How to parse XML using shellscript? [duplicate]
Solution 1:
You could try xmllint
The xmllint program parses one or more XML files, specified on the command line as xmlfile. It prints various types of output, depending upon the options selected. It is useful for detecting errors both in XML code and in the XML parser itse
It allows you select elements in the XML doc by xpath, using the --pattern option.
On Mac OS X (Yosemite), it is installed by default.

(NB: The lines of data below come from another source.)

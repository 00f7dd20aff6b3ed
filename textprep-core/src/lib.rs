//! Batch text preprocessing
//!
//! This crate turns plain-text documents into per-sentence artifacts:
//! part-of-speech tag sequences (`.pos`), tokenized sentences (`.sen`) and
//! bracketed parse trees (`.tree`). The linguistic work is behind the
//! [`NlpCapability`] trait; [`RuleBasedNlp`] is the built-in backend driven
//! by a TOML [`Model`].

#![warn(missing_docs)]

pub mod capability;
pub mod error;
pub mod format;
pub mod model;
pub mod parser;
pub mod pipeline;
pub mod tagger;
pub mod tokenizer;
pub mod types;

// Re-export key types
pub use capability::{
    Analyzer, NlpCapability, ParseAnalyzer, RuleBasedNlp, SegmentAnalyzer, TagAnalyzer,
};
pub use error::{CoreError, Result};
pub use format::{preview, SentenceFormatter, TagFormatter, TreeFormatter, UnitFormatter};
pub use model::Model;
pub use pipeline::{
    BatchReport, BatchTextProcessor, DocumentReport, DocumentStatus, OutputLayout,
    ProgressObserver, SilentObserver,
};
pub use types::{ParseTree, Sentence, TaggedToken, Task, Token};

/// Number of characters of a formatted line shown in progress notifications
pub const PREVIEW_CHARS: usize = 100;

/// Default maximum sentence length (in tokens) handed to the parser
pub const DEFAULT_MAX_SENTENCE_LENGTH: usize = 100;
use anyhow::Result;
use clap::Parser;
use textprep_cli::commands::run::TaskArgs;
use textprep_core::Task;

/// Parse each input file, writing `<input>.tree`
#[derive(Debug, Parser)]
#[command(name = "tree-writer", version, long_about = None)]
struct Cli {
    #[command(flatten)]
    args: TaskArgs,
}

fn main() -> Result<()> {
    Cli::parse().args.execute(Task::Parse)
}
use anyhow::Result;
use clap::Parser;
use textprep_cli::commands::run::TaskArgs;
use textprep_core::Task;

/// Tag each input file, writing `<input>.pos`
#[derive(Debug, Parser)]
#[command(name = "pos-tagger", version, long_about = None)]
struct Cli {
    #[command(flatten)]
    args: TaskArgs,
}

fn main() -> Result<()> {
    Cli::parse().args.execute(Task::Tag)
}
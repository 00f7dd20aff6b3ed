//! Newline-separated input lists

use crate::CliResult;
use anyhow::Context;
use std::fs;
use std::path::{Path, PathBuf};

/// Read paths from a list file
///
/// One path per line. Surrounding whitespace is trimmed; blank lines and
/// lines starting with `#` are ignored.
pub fn read_list_file(path: &Path) -> CliResult<Vec<PathBuf>> {
    let content = fs::read_to_string(path)
        .with_context(|| format!("Failed to read list file: {}", path.display()))?;

    Ok(content
        .lines()
        .map(str::trim)
        .filter(|line| !line.is_empty() && !line.starts_with('#'))
        .map(PathBuf::from)
        .collect())
}
//! Model loading for the rule-based backend
//!
//! A model is a TOML document with `[metadata]`, `[segmentation]`,
//! `[tagger]` and `[parser]` sections. The English model ships inside the
//! crate; other models are loaded with [`Model::from_file`].

#[allow(missing_docs)]
pub mod types;

use crate::error::{CoreError, Result};
use std::collections::{HashMap, HashSet};
use std::fs;
use std::path::{Path, PathBuf};
pub use types::{ContextRule, ModelConfig};

/// Source text of the built-in English model
pub const ENGLISH_MODEL_TOML: &str = include_str!("../../models/english.toml");

/// Where a model was loaded from
#[derive(Debug, Clone, PartialEq, Eq)]
pub enum ModelSource {
    /// Compiled into the crate
    Embedded(&'static str),
    /// Read from disk
    File(PathBuf),
}

impl ModelSource {
    fn as_path(&self) -> PathBuf {
        match self {
            ModelSource::Embedded(name) => PathBuf::from(format!("<embedded:{name}>")),
            ModelSource::File(path) => path.clone(),
        }
    }
}

impl std::fmt::Display for ModelSource {
    fn fmt(&self, f: &mut std::fmt::Formatter<'_>) -> std::fmt::Result {
        write!(f, "{}", self.as_path().display())
    }
}

/// A validated model with its lookup tables built
#[derive(Debug, Clone)]
pub struct Model {
    config: ModelConfig,
    source: ModelSource,
    terminators: HashSet<String>,
    abbreviations: HashSet<String>,
    start_exceptions: HashSet<String>,
    lexicon: HashMap<String, String>,
    /// (suffix, tag), longest suffix first
    suffixes: Vec<(String, String)>,
}

impl Model {
    /// The built-in English model
    pub fn english() -> Result<Self> {
        Self::from_toml_str(ENGLISH_MODEL_TOML, ModelSource::Embedded("english"))
    }

    /// Load and validate a model file
    pub fn from_file<P: AsRef<Path>>(path: P) -> Result<Self> {
        let path = path.as_ref();
        let content = fs::read_to_string(path).map_err(|e| CoreError::ModelLoad {
            path: path.to_path_buf(),
            reason: e.to_string(),
        })?;
        Self::from_toml_str(&content, ModelSource::File(path.to_path_buf()))
    }

    /// Parse and validate model TOML
    pub fn from_toml_str(content: &str, source: ModelSource) -> Result<Self> {
        let config: ModelConfig = toml::from_str(content).map_err(|e| CoreError::ModelLoad {
            path: source.as_path(),
            reason: e.to_string(),
        })?;
        Self::from_config(config, source)
    }

    /// Build lookup tables from an already parsed configuration
    pub fn from_config(config: ModelConfig, source: ModelSource) -> Result<Self> {
        let fail = |reason: String| CoreError::ModelLoad {
            path: source.as_path(),
            reason,
        };

        validate(&config).map_err(&fail)?;

        let lexicon = invert_table(&config.tagger.lexicon, "lexicon").map_err(&fail)?;
        let mut suffixes: Vec<(String, String)> =
            invert_table(&config.tagger.suffixes, "suffixes")
                .map_err(&fail)?
                .into_iter()
                .collect();
        // Longest first, then alphabetical so equal lengths are deterministic
        suffixes.sort_by(|a, b| b.0.len().cmp(&a.0.len()).then_with(|| a.0.cmp(&b.0)));

        let seg = &config.segmentation;
        let model = Self {
            terminators: seg.terminators.iter().cloned().collect(),
            abbreviations: seg.abbreviations.iter().map(|a| a.to_lowercase()).collect(),
            start_exceptions: seg.start_exceptions.iter().cloned().collect(),
            lexicon,
            suffixes,
            source,
            config,
        };

        log::debug!(
            "Loaded model '{}' from {} ({} lexicon entries, {} suffix rules, {} context rules)",
            model.name(),
            model.source,
            model.lexicon.len(),
            model.suffixes.len(),
            model.config.tagger.rules.len()
        );

        Ok(model)
    }

    /// Model name from `[metadata]`
    pub fn name(&self) -> &str {
        &self.config.metadata.name
    }

    /// Language code from `[metadata]`
    pub fn language(&self) -> &str {
        &self.config.metadata.language
    }

    /// Where this model came from
    pub fn source(&self) -> &ModelSource {
        &self.source
    }

    /// Raw configuration
    pub fn config(&self) -> &ModelConfig {
        &self.config
    }

    /// Whether the token ends a sentence
    pub fn is_terminator(&self, token: &str) -> bool {
        self.terminators.contains(token)
    }

    /// Whether the token (with its trailing period) is a known abbreviation
    pub fn is_abbreviation(&self, token: &str) -> bool {
        self.abbreviations.contains(&token.to_lowercase())
    }

    /// Whether the token may not begin a sentence
    pub fn is_start_exception(&self, token: &str) -> bool {
        self.start_exceptions.contains(token)
    }

    /// Whether blank lines force a sentence end
    pub fn paragraph_breaks(&self) -> bool {
        self.config.segmentation.paragraph_breaks
    }

    /// Lexicon lookup (keys are lowercase)
    pub fn lexicon_tag(&self, word: &str) -> Option<&str> {
        self.lexicon.get(word).map(String::as_str)
    }

    /// Tag implied by the longest matching suffix
    ///
    /// The suffix must be strictly shorter than the word.
    pub fn suffix_tag(&self, word: &str) -> Option<&str> {
        self.suffixes
            .iter()
            .find(|(suffix, _)| word.len() > suffix.len() && word.ends_with(suffix.as_str()))
            .map(|(_, tag)| tag.as_str())
    }

    /// Fallback tag for unknown words
    pub fn default_tag(&self) -> &str {
        &self.config.tagger.default_tag
    }

    /// Contextual rewrite rules in application order
    pub fn rules(&self) -> &[ContextRule] {
        &self.config.tagger.rules
    }

    /// Default maximum sentence length for parsing
    pub fn max_length(&self) -> usize {
        self.config.parser.max_length
    }
}

fn validate(config: &ModelConfig) -> std::result::Result<(), String> {
    if config.metadata.name.trim().is_empty() {
        return Err("metadata.name must not be empty".to_string());
    }
    if config.tagger.default_tag.trim().is_empty() {
        return Err("tagger.default_tag must not be empty".to_string());
    }
    if config.segmentation.terminators.is_empty() {
        return Err("segmentation.terminators must not be empty".to_string());
    }
    if config.parser.max_length == 0 {
        return Err("parser.max_length must be positive".to_string());
    }
    for (i, rule) in config.tagger.rules.iter().enumerate() {
        if rule.from.trim().is_empty() || rule.to.trim().is_empty() {
            return Err(format!("tagger.rules[{i}] has an empty tag"));
        }
        if rule.prev_tag.is_none() && rule.next_tag.is_none() && rule.prev_word.is_none() {
            return Err(format!("tagger.rules[{i}] has no context condition"));
        }
    }
    Ok(())
}

/// Turn a `tag -> [entries]` table into `entry -> tag`, rejecting entries
/// listed under two tags.
fn invert_table(
    table: &HashMap<String, Vec<String>>,
    section: &str,
) -> std::result::Result<HashMap<String, String>, String> {
    let mut inverted = HashMap::new();
    for (tag, entries) in table {
        for entry in entries {
            let key = entry.to_lowercase();
            if let Some(existing) = inverted.insert(key.clone(), tag.clone()) {
                if existing != *tag {
                    return Err(format!(
                        "tagger.{section}: '{entry}' is listed under both {existing} and {tag}"
                    ));
                }
            }
        }
    }
    Ok(inverted)
}
//! CLI command implementations

use crate::CliResult;
use clap::Subcommand;
use textprep_core::Task;

pub mod generate_config;
pub mod run;
pub mod validate;

/// Available CLI commands
#[derive(Debug, Subcommand)]
pub enum Commands {
    /// Tag each input, writing `<input>.pos`
    Tag(run::TaskArgs),

    /// Split each input into sentences, writing `<input>.sen`
    Segment(run::TaskArgs),

    /// Parse each input, writing `<input>.tree`
    Parse(run::TaskArgs),

    /// Check that a model file loads
    ValidateModel(validate::ValidateArgs),

    /// Write a configuration or model template
    GenerateConfig(generate_config::GenerateConfigArgs),

    /// List available components
    List {
        #[command(subcommand)]
        subcommand: ListCommands,
    },
}

/// List subcommands
#[derive(Debug, Subcommand)]
pub enum ListCommands {
    /// List the preprocessing tasks and their output suffixes
    Tasks,
}

impl Commands {
    /// Run the selected command
    pub fn execute(&self) -> CliResult<()> {
        match self {
            Commands::Tag(args) => args.execute(Task::Tag),
            Commands::Segment(args) => args.execute(Task::Segment),
            Commands::Parse(args) => args.execute(Task::Parse),
            Commands::ValidateModel(args) => args.execute(),
            Commands::GenerateConfig(args) => args.execute(),
            Commands::List { subcommand } => {
                match subcommand {
                    ListCommands::Tasks => print!("{}", task_listing()),
                }
                Ok(())
            }
        }
    }
}

/// One line per task: name, suffix and whether lines are `<s>` delimited
pub fn task_listing() -> String {
    Task::ALL
        .iter()
        .map(|task| {
            let layout = if task.is_delimited() {
                "<s> ... </s>"
            } else {
                "bracketed tree"
            };
            format!("{:<8} .{:<5} {}\n", task.name(), task.suffix(), layout)
        })
        .collect()
}

#[cfg(test)]
mod tests {
    use super::*;

    #[test]
    fn test_commands_debug_format() {
        let list_cmd = Commands::List {
            subcommand: ListCommands::Tasks,
        };

        let debug_str = format!("{:?}", list_cmd);
        assert!(debug_str.contains("List"));
        assert!(debug_str.contains("Tasks"));
    }

    #[test]
    fn test_task_listing() {
        let listing = task_listing();
        let lines: Vec<&str> = listing.lines().collect();
        assert_eq!(lines.len(), 3);
        assert!(lines[0].starts_with("tag"));
        assert!(lines[0].contains(".pos"));
        assert!(lines[1].contains(".sen"));
        assert!(lines[2].contains(".tree"));
        assert!(lines[2].contains("bracketed tree"));
    }

    #[test]
    fn test_list_executes() {
        let cmd = Commands::List {
            subcommand: ListCommands::Tasks,
        };
        assert!(cmd.execute().is_ok());
    }
}
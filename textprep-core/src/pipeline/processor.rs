use super::layout::OutputLayout;
use super::observer::ProgressObserver;
use super::report::{BatchReport, DocumentReport};
use crate::capability::Analyzer;
use crate::error::{CoreError, Result};
use crate::format::{preview, UnitFormatter};
use crate::PREVIEW_CHARS;
use std::borrow::Cow;
use std::fs::{self, File};
use std::io::{BufWriter, Write};
use std::path::{Path, PathBuf};

/// Runs an analyzer/formatter pair over a list of input files
///
/// Inputs are processed strictly one after another. Each artifact is
/// created, fully written and closed before the next input is read.
#[derive(Debug, Clone)]
pub struct BatchTextProcessor {
    layout: OutputLayout,
}

impl BatchTextProcessor {
    /// Create a processor writing artifacts according to `layout`
    pub fn new(layout: OutputLayout) -> Self {
        Self { layout }
    }

    /// The artifact layout
    pub fn layout(&self) -> &OutputLayout {
        &self.layout
    }

    /// Process every input in order
    ///
    /// Unreadable inputs are reported to the observer and skipped. Analyzer
    /// and write failures abort the batch; artifacts already written stay on
    /// disk, including a partially written one for the failing input.
    pub fn process<A, F, O>(
        &self,
        inputs: &[PathBuf],
        analyzer: &A,
        formatter: &F,
        observer: &mut O,
    ) -> Result<BatchReport>
    where
        A: Analyzer,
        F: UnitFormatter<Unit = A::Unit>,
        O: ProgressObserver + ?Sized,
    {
        let task = analyzer.task();
        let total = inputs.len();
        let mut report = BatchReport::new(task);

        log::info!("{} {} file(s)", task.verb(), total);
        observer.on_batch_start(task, total);

        for (index, input) in inputs.iter().enumerate() {
            observer.on_file_start(index, total, input);

            let text = match read_text(input) {
                Ok(text) => text,
                Err(e) => {
                    let err = CoreError::input_read(input, e);
                    log::warn!("Skipping input: {err}");
                    observer.on_input_error(index, total, &err);
                    report
                        .documents
                        .push(DocumentReport::skipped(input.clone(), err.to_string()));
                    continue;
                }
            };

            log::debug!("{} {} ({} bytes)", task.verb(), input.display(), text.len());
            let units = analyzer.analyze(&text)?;

            let output = self.layout.output_path(input);
            self.write_units(&output, &units, formatter, |fraction, line| {
                observer.on_unit_progress(index, total, fraction, line)
            })?;

            log::info!(
                "[{}/{}] {} -> {} ({} units)",
                index + 1,
                total,
                input.display(),
                output.display(),
                units.len()
            );

            let document = DocumentReport::written(input.clone(), output, units.len());
            observer.on_file_done(index, total, &document);
            report.documents.push(document);
        }

        observer.on_batch_done(&report);
        Ok(report)
    }

    fn write_units<U, F, P>(
        &self,
        output: &Path,
        units: &[U],
        formatter: &F,
        mut progress: P,
    ) -> Result<()>
    where
        F: UnitFormatter<Unit = U>,
        P: FnMut(f64, &str),
    {
        if self.layout.output_root().is_some() {
            if let Some(parent) = output.parent().filter(|p| !p.as_os_str().is_empty()) {
                fs::create_dir_all(parent).map_err(|e| CoreError::output_write(output, e))?;
            }
        }

        let file = File::create(output).map_err(|e| CoreError::output_write(output, e))?;
        let mut writer = BufWriter::new(file);
        let total = units.len();

        for (done, unit) in units.iter().enumerate() {
            let line = formatter.format(unit);
            writeln!(writer, "{line}").map_err(|e| CoreError::output_write(output, e))?;
            progress((done + 1) as f64 / total as f64, preview(&line, PREVIEW_CHARS));
        }

        writer
            .flush()
            .map_err(|e| CoreError::output_write(output, e))?;
        Ok(())
    }
}

/// Read an input as text, replacing invalid UTF-8 sequences
fn read_text(input: &Path) -> std::io::Result<String> {
    let bytes = fs::read(input)?;
    Ok(match String::from_utf8_lossy(&bytes) {
        Cow::Borrowed(text) => text.to_string(),
        Cow::Owned(text) => {
            log::warn!(
                "{} is not valid UTF-8, invalid bytes were replaced",
                input.display()
            );
            text
        }
    })
}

On Ubuntu, if it is not already installed, you can run apt-get install libxml2-utils
Solution 2:
Here's a full working example.
If it's only extracting email addresses you could just do something like:
1) Suppose XML file spam.xml is like
<spam>
<victims>
<victim>
<name>The Pope</name>
<email>[email protected]</email>
<is_satan>0</is_satan>
</victim>
<victim>
<name>George Bush</name>
<email>[email protected]</email>
<is_satan>1</is_satan>
</victim>
<victim>
<name>George Bush Jr</name>
<email>[email protected]</email>
<is_satan>0</is_satan>
</victim>
</victims>
</spam>
2) You can get the emails and process them with this short bash code:
#!/bin/bash
emails=($(grep -oP '(?<=email>)[^<]+' "/my_path/spam.xml"))
for i in ${!emails[*]}
do
echo "$i" "${emails[$i]}"
# instead of echo use the values to send emails, etc
done
Result of this example is:
0 [email protected]
1 [email protected]
2 [email protected]
Important note:
Don't use this for serious matters. This is OK for playing around, getting quick results, learning grep, etc. but you should definitely look for, learn and use an XML parser for production (see Micha's comment below).
Solution 3:
There's also xmlstarlet (which is available for Windows as well).
http://xmlstar.sourceforge.net/doc/xmlstarlet.txt
Solution 4:
I am surprised no one has mentioned xmlsh. The mission statement :
A command line shell for XML Based on the philosophy and design of the Unix Shells
xmlsh provides a familiar scripting environment, but specifically tailored for scripting xml processes.
A list of shell like commands are provided here.
I use the xed
command a lot which is equivalent to sed
for XML, and allows XPath
based search and replaces.